Down to the last line, repeat the entries exactly.

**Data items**
[Start of section]

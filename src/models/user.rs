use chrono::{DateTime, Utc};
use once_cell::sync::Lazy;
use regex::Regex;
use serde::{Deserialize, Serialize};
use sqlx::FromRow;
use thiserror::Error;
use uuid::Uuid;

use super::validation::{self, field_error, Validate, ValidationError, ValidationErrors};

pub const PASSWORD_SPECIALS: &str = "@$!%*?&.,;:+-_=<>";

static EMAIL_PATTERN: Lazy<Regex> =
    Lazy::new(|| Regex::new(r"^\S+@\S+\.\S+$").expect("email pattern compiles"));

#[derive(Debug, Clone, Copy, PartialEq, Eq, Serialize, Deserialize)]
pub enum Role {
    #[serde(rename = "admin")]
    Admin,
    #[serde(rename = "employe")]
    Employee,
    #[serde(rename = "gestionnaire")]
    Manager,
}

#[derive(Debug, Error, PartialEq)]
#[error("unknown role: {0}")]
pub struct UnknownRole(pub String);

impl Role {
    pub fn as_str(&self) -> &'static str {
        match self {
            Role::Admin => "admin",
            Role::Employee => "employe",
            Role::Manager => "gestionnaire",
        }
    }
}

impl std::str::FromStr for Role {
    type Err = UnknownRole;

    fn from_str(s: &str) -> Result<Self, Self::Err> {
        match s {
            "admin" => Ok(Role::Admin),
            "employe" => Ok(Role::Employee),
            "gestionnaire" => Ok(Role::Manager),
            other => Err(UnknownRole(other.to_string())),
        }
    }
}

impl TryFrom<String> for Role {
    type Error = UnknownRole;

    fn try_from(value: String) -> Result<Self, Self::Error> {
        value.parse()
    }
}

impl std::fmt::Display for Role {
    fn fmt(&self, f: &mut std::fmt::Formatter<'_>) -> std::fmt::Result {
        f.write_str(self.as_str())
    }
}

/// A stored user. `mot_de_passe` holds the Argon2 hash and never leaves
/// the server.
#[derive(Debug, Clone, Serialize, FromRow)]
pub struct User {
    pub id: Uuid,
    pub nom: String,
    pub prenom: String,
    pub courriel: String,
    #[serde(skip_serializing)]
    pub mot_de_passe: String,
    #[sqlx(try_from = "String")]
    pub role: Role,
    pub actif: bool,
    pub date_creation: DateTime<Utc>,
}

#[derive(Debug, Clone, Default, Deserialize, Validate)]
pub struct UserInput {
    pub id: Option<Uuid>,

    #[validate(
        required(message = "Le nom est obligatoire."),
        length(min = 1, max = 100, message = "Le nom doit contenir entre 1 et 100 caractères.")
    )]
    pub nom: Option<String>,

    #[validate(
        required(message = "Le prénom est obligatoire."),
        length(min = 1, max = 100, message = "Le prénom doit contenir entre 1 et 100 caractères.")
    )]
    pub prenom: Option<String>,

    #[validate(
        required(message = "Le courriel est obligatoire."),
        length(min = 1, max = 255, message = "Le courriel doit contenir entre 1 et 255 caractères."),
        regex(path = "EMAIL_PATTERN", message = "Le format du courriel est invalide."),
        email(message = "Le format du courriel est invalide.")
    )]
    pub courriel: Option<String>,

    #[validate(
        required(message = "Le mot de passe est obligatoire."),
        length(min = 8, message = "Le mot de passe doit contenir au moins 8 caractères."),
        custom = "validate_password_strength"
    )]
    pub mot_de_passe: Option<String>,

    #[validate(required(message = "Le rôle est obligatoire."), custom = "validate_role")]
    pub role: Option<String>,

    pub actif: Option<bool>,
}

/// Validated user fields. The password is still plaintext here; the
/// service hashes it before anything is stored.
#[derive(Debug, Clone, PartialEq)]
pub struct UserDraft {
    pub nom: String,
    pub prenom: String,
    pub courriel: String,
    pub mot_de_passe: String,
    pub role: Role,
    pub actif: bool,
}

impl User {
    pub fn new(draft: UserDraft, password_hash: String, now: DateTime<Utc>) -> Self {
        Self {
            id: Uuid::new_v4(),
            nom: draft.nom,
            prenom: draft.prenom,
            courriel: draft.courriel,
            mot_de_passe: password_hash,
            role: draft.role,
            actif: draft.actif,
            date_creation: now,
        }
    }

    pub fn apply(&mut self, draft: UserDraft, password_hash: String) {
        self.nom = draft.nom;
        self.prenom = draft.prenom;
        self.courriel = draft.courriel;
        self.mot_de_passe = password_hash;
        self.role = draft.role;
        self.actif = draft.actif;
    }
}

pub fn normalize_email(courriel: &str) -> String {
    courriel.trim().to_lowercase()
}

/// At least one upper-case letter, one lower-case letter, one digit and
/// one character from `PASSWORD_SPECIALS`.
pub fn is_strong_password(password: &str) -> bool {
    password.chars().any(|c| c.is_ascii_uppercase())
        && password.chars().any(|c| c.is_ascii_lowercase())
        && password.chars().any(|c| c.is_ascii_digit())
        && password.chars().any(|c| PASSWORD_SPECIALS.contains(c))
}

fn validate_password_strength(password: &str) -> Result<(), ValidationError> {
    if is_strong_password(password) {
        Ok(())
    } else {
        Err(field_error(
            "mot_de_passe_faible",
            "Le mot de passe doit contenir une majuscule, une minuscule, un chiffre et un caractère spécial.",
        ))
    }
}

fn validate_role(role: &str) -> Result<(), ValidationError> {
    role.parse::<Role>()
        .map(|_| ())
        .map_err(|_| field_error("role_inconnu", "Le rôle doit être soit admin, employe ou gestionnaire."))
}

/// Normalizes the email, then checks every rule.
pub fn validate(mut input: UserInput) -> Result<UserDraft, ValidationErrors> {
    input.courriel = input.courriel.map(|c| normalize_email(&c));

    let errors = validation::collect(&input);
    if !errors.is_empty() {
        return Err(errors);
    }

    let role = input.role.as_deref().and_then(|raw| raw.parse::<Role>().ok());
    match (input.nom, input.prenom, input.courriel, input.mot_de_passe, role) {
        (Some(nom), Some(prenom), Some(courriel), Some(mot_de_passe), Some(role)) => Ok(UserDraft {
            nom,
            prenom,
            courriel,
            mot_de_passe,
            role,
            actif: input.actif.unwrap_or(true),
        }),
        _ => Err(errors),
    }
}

[End of section]

**OUTPUT FOR THIS TASK**
filename src/models/user.rs
use chrono::{DateTime, Utc};
use once_cell::sync::Lazy;
use regex::Regex;
use serde::{Deserialize, Serialize};
use sqlx::FromRow;
use thiserror::Error;
use uuid::Uuid;

use super::validation::{self, field_error, Validate, ValidationError, ValidationErrors};

pub const PASSWORD_SPECIALS: &str = "@$!%*?&.,;:+-_=<>";

static EMAIL_PATTERN: Lazy<Regex> =
    Lazy::new(|| Regex::new(r"^\S+@\S+\.\S+$").expect("email pattern compiles"));

#[derive(Debug, Clone, Copy, PartialEq, Eq, Serialize, Deserialize)]
pub enum Role {
    #[serde(rename = "admin")]
    Admin,
    #[serde(rename = "employe")]
    Employee,
    #[serde(rename = "gestionnaire")]
    Manager,
}

#[derive(Debug, Error, PartialEq)]
#[error("unknown role: {0}")]
pub struct UnknownRole(pub String);

impl Role {
    pub fn as_str(&self) -> &'static str {
        match self {
            Role::Admin => "admin",
            Role::Employee => "employe",
            Role::Manager => "gestionnaire",
        }
    }
}

impl std::str::FromStr for Role {
    type Err = UnknownRole;

    fn from_str(s: &str) -> Result<Self, Self::Err> {
        match s {
            "admin" => Ok(Role::Admin),
            "employe" => Ok(Role::Employee),
            "gestionnaire" => Ok(Role::Manager),
            other => Err(UnknownRole(other.to_string())),
        }
    }
}

impl TryFrom<String> for Role {
    type Error = UnknownRole;

    fn try_from(value: String) -> Result<Self, Self::Error> {
        value.parse()
    }
}

impl std::fmt::Display for Role {
    fn fmt(&self, f: &mut std::fmt::Formatter<'_>) -> std::fmt::Result {
        f.write_str(self.as_str())
    }
}

/// A stored user. `mot_de_passe` holds the Argon2 hash and never leaves
/// the server.
#[derive(Debug, Clone, Serialize, FromRow)]
pub struct User {
    pub id: Uuid,
    pub nom: String,
    pub prenom: String,
    pub courriel: String,
    #[serde(skip_serializing)]
    pub mot_de_passe: String,
    #[sqlx(try_from = "String")]
    pub role: Role,
    pub actif: bool,
    pub date_creation: DateTime<Utc>,
}

#[derive(Debug, Clone, Default, Deserialize, Validate)]
pub struct UserInput {
    pub id: Option<Uuid>,

    #[validate(
        required(message = "Le nom est obligatoire."),
        length(min = 1, max = 100, message = "Le nom doit contenir entre 1 et 100 caractères.")
    )]
    pub nom: Option<String>,

    #[validate(
        required(message = "Le prénom est obligatoire."),
        length(min = 1, max = 100, message = "Le prénom doit contenir entre 1 et 100 caractères.")
    )]
    pub prenom: Option<String>,

    #[validate(
        required(message = "Le courriel est obligatoire."),
        length(min = 1, max = 255, message = "Le courriel doit contenir entre 1 et 255 caractères."),
        regex(path = "EMAIL_PATTERN", message = "Le format du courriel est invalide."),
        email(message = "Le format du courriel est invalide.")
    )]
    pub courriel: Option<String>,

    #[validate(
        required(message = "Le mot de passe est obligatoire."),
        length(min = 8, message = "Le mot de passe doit contenir au moins 8 caractères."),
        custom = "validate_password_strength"
    )]
    pub mot_de_passe: Option<String>,

    #[validate(required(message = "Le rôle est obligatoire."), custom = "validate_role")]
    pub role: Option<String>,

    pub actif: Option<bool>,
}

/// Validated user fields. The password is still plaintext here; the
/// service hashes it before anything is stored.
#[derive(Debug, Clone, PartialEq)]
pub struct UserDraft {
    pub nom: String,
    pub prenom: String,
    pub courriel: String,
    pub mot_de_passe: String,
    pub role: Role,
    pub actif: bool,
}

impl User {
    pub fn new(draft: UserDraft, password_hash: String, now: DateTime<Utc>) -> Self {
        Self {
            id: Uuid::new_v4(),
            nom: draft.nom,
            prenom: draft.prenom,
            courriel: draft.courriel,
            mot_de_passe: password_hash,
            role: draft.role,
            actif: draft.actif,
            date_creation: now,
        }
    }

    pub fn apply(&mut self, draft: UserDraft, password_hash: String) {
        self.nom = draft.nom;
        self.prenom = draft.prenom;
        self.courriel = draft.courriel;
        self.mot_de_passe = password_hash;
        self.role = draft.role;
        self.actif = draft.actif;
    }
}

pub fn normalize_email(courriel: &str) -> String {
    courriel.trim().to_lowercase()
}

/// At least one upper-case letter, one lower-case letter, one digit and
/// one character from `PASSWORD_SPECIALS`.
pub fn is_strong_password(password: &str) -> bool {
    password.chars().any(|c| c.is_ascii_uppercase())
        && password.chars().any(|c| c.is_ascii_lowercase())
        && password.chars().any(|c| c.is_ascii_digit())
        && password.chars().any(|c| PASSWORD_SPECIALS.contains(c))
}

fn validate_password_strength(password: &str) -> Result<(), ValidationError> {
    if is_strong_password(password) {
        Ok(())
    } else {
        Err(field_error(
            "mot_de_passe_faible",
            "Le mot de passe doit contenir une majuscule, une minuscule, un chiffre et un caractère spécial.",
        ))
    }
}

fn validate_role(role: &str) -> Result<(), ValidationError> {
    role.parse::<Role>()
        .map(|_| ())
        .map_err(|_| field_error("role_inconnu", "Le rôle doit être soit admin, employe ou gestionnaire."))
}

/// Normalizes the email, then checks every rule.
pub fn validate(mut input: UserInput) -> Result<UserDraft, ValidationErrors> {
    input.courriel = input.courriel.map(|c| normalize_email(&c));

    let errors = validation::collect(&input);
    if !errors.is_empty() {
        return Err(errors);
    }

    let role = input.role.as_deref().and_then(|raw| raw.parse::<Role>().ok());
    match (input.nom, input.prenom, input.courriel, input.mot_de_passe, role) {
        (Some(nom), Some(prenom), Some(courriel), Some(mot_de_passe), Some(role)) => Ok(UserDraft {
            nom,
            prenom,
            courriel,
            mot_de_passe,
            role,
            actif: input.actif.unwrap_or(true),
        }),
        _ => Err(errors),
    }
}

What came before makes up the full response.